The Leiden Student Association Minerva (Dutch: De Leidse Studenten Vereniging Minerva), also known as LSV Minerva or Minerva, is a traditional co-ed student fraternity in Leiden. The organization's motto is Virtus, Concordia, Fides (virtue, harmony, and loyalty). LSV Minerva is considered one of the most elite organizations in the Netherlands. Many influential people in the country have been a member of the student association, including many members of the Dutch royal family. In 2025, the association had just under 2,700 members.

== History ==
The Minerva Society, a student fraternity for graduates of the University of Leiden, was founded in 1814 as the first student fraternity in the Netherlands and was named after the Roman goddess Minerva.
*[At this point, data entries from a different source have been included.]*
//! Add/edit dialog for the terminal view.

/// Description answer that empties a prefilled description.
pub const CLEAR_ANSWER: &str = "-";

/// Field the dialog is currently asking for.
#[derive(Debug, Clone, Copy, PartialEq, Eq)]
pub enum DialogField {
    /// The todo title.
    Title,
    /// The optional description.
    Description,
}

/// Outcome of feeding one answer into a dialog.
#[derive(Debug, Clone, PartialEq, Eq)]
pub enum DialogStep {
    /// Ask the next question.
    Prompt(String),
    /// The answer was refused; ask the same question again.
    Rejected(String),
    /// All fields are filled in: `(title, description)`.
    Confirmed(String, String),
}

/// Two-field modal dialog collecting a title and a description.
///
/// Prefilled values are shown in the prompt and kept when the answer is
/// blank; answering [`CLEAR_ANSWER`] empties the description. Answers are
/// confirmed with surrounding whitespace trimmed. The dialog
/// cannot be saved while the title is blank.
#[derive(Debug, Clone, PartialEq, Eq)]
pub struct TodoDialog {
    heading: String,
    title: String,
    description: String,
    field: DialogField,
}

impl TodoDialog {
    /// Opens an empty dialog under the given heading.
    #[must_use]
    pub fn new(heading: impl Into<String>) -> Self {
        Self::prefilled(heading, "", "")
    }

    /// Opens a dialog with initial values.
    #[must_use]
    pub fn prefilled(
        heading: impl Into<String>,
        title: impl Into<String>,
        description: impl Into<String>,
    ) -> Self {
        Self {
            heading: heading.into(),
            title: title.into(),
            description: description.into(),
            field: DialogField::Title,
        }
    }

    /// Returns the dialog heading.
    #[must_use]
    pub fn heading(&self) -> &str {
        &self.heading
    }

    /// Returns the field awaiting an answer.
    #[must_use]
    pub const fn field(&self) -> DialogField {
        self.field
    }

    /// Returns `true` when the dialog may be saved.
    #[must_use]
    pub fn can_save(&self) -> bool {
        !self.title.trim().is_empty()
    }

    /// Returns the prompt for the current field.
    #[must_use]
    pub fn prompt(&self) -> String {
        let (label, current) = match self.field {
            DialogField::Title => ("Title", &self.title),
            DialogField::Description => ("Description (optional)", &self.description),
        };
        if current.is_empty() {
            format!("{label}: ")
        } else {
            format!("{label} [{current}]: ")
        }
    }

    /// Feeds one answer into the dialog.
    pub fn answer(&mut self, input: &str) -> DialogStep {
        match self.field {
            DialogField::Title => {
                let answer = input.trim();
                if !answer.is_empty() {
                    answer.clone_into(&mut self.title);
                }
                if !self.can_save() {
                    return DialogStep::Rejected("Title must not be empty".to_owned());
                }
                self.field = DialogField::Description;
                DialogStep::Prompt(self.prompt())
            }
            DialogField::Description => {
                match input.trim() {
                    "" => {}
                    CLEAR_ANSWER => self.description.clear(),
                    answer => answer.clone_into(&mut self.description),
                }
                DialogStep::Confirmed(
                    self.title.trim().to_owned(),
                    self.description.trim().to_owned(),
                )
            }
        }
    }
}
In 1846, the society moved into its current headquarters at Breestraat 50 in Leiden. Following a speech by university lecturer Rudolph Cleveringa against the exclusion of Jewish professors and a student strike, the Minerva Society was banned by the National Socialist occupiers in 1940 and its property was confiscated by the Germans. It was not until the end of the war in 1945 that it was revived, and the following year Winston Churchill visited the society and said “I see tremendous forces in this room.”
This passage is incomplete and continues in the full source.